Freeze with yellow activity light permanently on

isrealmathew · 9 June 2018 14:51

Hello, I’m hoping you can help with an intermittent issue.

My Raspberry Pi 3 B+ running OSMC freezes and cannot be contacted via SSH. When this happens, the activity light is permanently on till I give up waiting and unplug the power. Infrequently, only twice, if left in this state for a long time, it will finally show the OSMC sad face and reboot itself.

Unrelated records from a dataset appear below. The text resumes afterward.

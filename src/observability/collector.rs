use std::collections::HashMap;
use std::sync::Arc;
use serde::Serialize;
use super::StageMetrics;

/// Pipeline stages that report metrics
#[derive(Debug, Clone, Copy, PartialEq, Eq, Hash)]
pub enum Stage {
    Derive,
    Noise,
    Sample,
    Reconstruct,
    Resample,
    Error,
}

impl Stage {
    pub const ALL: [Stage; 6] = [
        Stage::Derive,
        Stage::Noise,
        Stage::Sample,
        Stage::Reconstruct,
        Stage::Resample,
        Stage::Error,
    ];

    pub fn name(&self) -> &'static str {
        match self {
            Self::Derive => "derive",
            Self::Noise => "noise",
            Self::Sample => "sample",
            Self::Reconstruct => "reconstruct",
            Self::Resample => "resample",
            Self::Error => "error",
        }
    }
}

#[derive(Debug, Clone, Serialize)]
pub struct MetricsSnapshot {
    pub stage: String,
    pub runs: u64,
    pub errors_count: u64,
    pub avg_latency_us: u64,
}

/// One `StageMetrics` per pipeline stage
#[derive(Debug, Clone)]
pub struct PipelineMetrics {
    metrics: HashMap<Stage, Arc<StageMetrics>>,
}

impl PipelineMetrics {
    pub fn new() -> Self {
        Self {
            metrics: Stage::ALL
                .iter()
                .map(|stage| (*stage, Arc::new(StageMetrics::new(stage.name()))))
                .collect(),
        }
    }

    pub fn stage(&self, stage: Stage) -> Arc<StageMetrics> {
        self.metrics
            .get(&stage)
            .cloned()
            .unwrap_or_else(|| Arc::new(StageMetrics::new(stage.name())))
    }

    pub fn track<T, E>(&self, stage: Stage, f: impl FnOnce() -> Result<T, E>) -> Result<T, E> {
        match self.metrics.get(&stage) {
            Some(metrics) => metrics.track(f),
            None => f(),
        }
    }

    pub fn snapshot(&self) -> HashMap<String, MetricsSnapshot> {
        self.metrics
            .values()
            .map(|metrics| {
                (
                    metrics.stage().to_string(),
                    MetricsSnapshot {
                        stage: metrics.stage().to_string(),
                        runs: metrics.runs(),
                        errors_count: metrics.errors_count(),
                        avg_latency_us: metrics.avg_latency_us(),
                    },
                )
            })
            .collect()
    }
}

impl Default for PipelineMetrics {
    fn default() -> Self {
        Self::new()
    }
}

I’ve experienced this issue while watching a TV Show (like this evening) but I’ve also come across the Pi like this when it was left idle.

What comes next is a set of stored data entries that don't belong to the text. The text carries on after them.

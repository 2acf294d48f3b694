use serde::{Deserialize, Serialize};

use crate::core::{linspace, SamplingError, SamplingResult};

/// Marker positions and the amplitudes picked at them
#[derive(Debug, Clone, Default, PartialEq, Serialize, Deserialize)]
pub struct SampleSet {
    pub markers_x: Vec<f64>,
    pub markers_y: Vec<f64>,
}

impl SampleSet {
    /// No markers drawn; downstream stages must not run
    pub fn empty() -> Self {
        Self::default()
    }

    pub fn len(&self) -> usize {
        self.markers_x.len()
    }

    pub fn is_empty(&self) -> bool {
        self.markers_x.is_empty()
    }

    /// Distance between consecutive markers, `None` with fewer than two
    pub fn spacing(&self) -> Option<f64> {
        match self.markers_x.as_slice() {
            [first, .., last] => Some((last - first) / (self.len() - 1) as f64),
            _ => None,
        }
    }
}

/// Index of the grid point closest to `t`; ties resolve to the lower index
fn nearest_index(time_grid: &[f64], t: f64) -> Option<usize> {
    time_grid
        .iter()
        .enumerate()
        .min_by(|(_, a), (_, b)| (*a - t).abs().total_cmp(&(*b - t).abs()))
        .map(|(i, _)| i)
}

/// Draw `sample_count` markers evenly spaced over `[0, grid_span]`, each
/// taking the amplitude of the nearest original time point.
pub fn sample(
    time_grid: &[f64],
    amplitudes: &[f64],
    sample_count: usize,
    grid_span: f64,
) -> SamplingResult<SampleSet> {
    if time_grid.len() != amplitudes.len() {
        return Err(SamplingError::LengthMismatch {
            left: time_grid.len(),
            right: amplitudes.len(),
        });
    }
    if sample_count == 0 {
        return Ok(SampleSet::empty());
    }
    if time_grid.is_empty() {
        return Err(SamplingError::InsufficientData {
            required: 1,
            actual: 0,
        });
    }

    let markers_x = linspace(0.0, grid_span, sample_count);
    let markers_y = markers_x
        .iter()
        .filter_map(|&t| nearest_index(time_grid, t))
        .map(|i| amplitudes[i])
        .collect();

    Ok(SampleSet {
        markers_x,
        markers_y,
    })
}

#[cfg(test)]
mod tests {
    use super::*;

    #[test]
    fn test_nearest_index_prefers_first_on_tie() {
        let grid = [0.0, 1.0, 2.0];
        assert_eq!(nearest_index(&grid, 0.5), Some(0));
        assert_eq!(nearest_index(&grid, 1.6), Some(2));
    }

    #[test]
    fn test_spacing() {
        let set = SampleSet {
            markers_x: vec![0.0, 0.5, 1.0],
            markers_y: vec![0.0; 3],
        };
        assert_eq!(set.spacing(), Some(0.5));
        assert_eq!(SampleSet::empty().spacing(), None);
    }
}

I’ve searched the forum but I cannot see anyone with this specific scenario or their causes were not part of my configuration.

I cannot replicate the issue on demand… it happens randomly maybe once every few days.

OSMC is running on a Raspberry Pi 3 B+ with the Element 14 Universal Power Supply 2.5A, 5.1V.

Peripherals… a powered USB hub with two powered NTFS formatted drives attached and a wireless keyboard dongle. I use ethernet, not WiFi.

I have experienced this across updates… no specific OSMC version.

My initial suspicion was that it was related to the drives, thus the introduction of the powered USB hub. Since it continued, and since it happens when unattended, I was thinking it was something I’ve installed but I can’t figure out what it might be. I’m using the Aeon Nox: SiLVO skin with various widgets enabled and thus I do see a little struggle sometimes when navigating between main menu screens but I can’t pin-point whether this is the cause.

Since I cannot reproduce the issue on demand, I haven’t enabled debugging. At this stage, I’m hoping the cause may be obvious without that (especially to those who know how to read logs): https://paste.osmc.tv/ohubojanux

Looking at the kodi log, there’s obviously a lot of “CRenderManager::WaitForBuffer - timeout waiting for buffer” and “CAESinkPi:AddPackets Underrun (delay:0.00 frames:2400)” in lead-up to this latest freeze but I don’t really know what that means or whether that was relevant.

Of course, I’m open to suggestions, including turning on the debugging for more detailed info.

I look forward to your advice. Many thanks.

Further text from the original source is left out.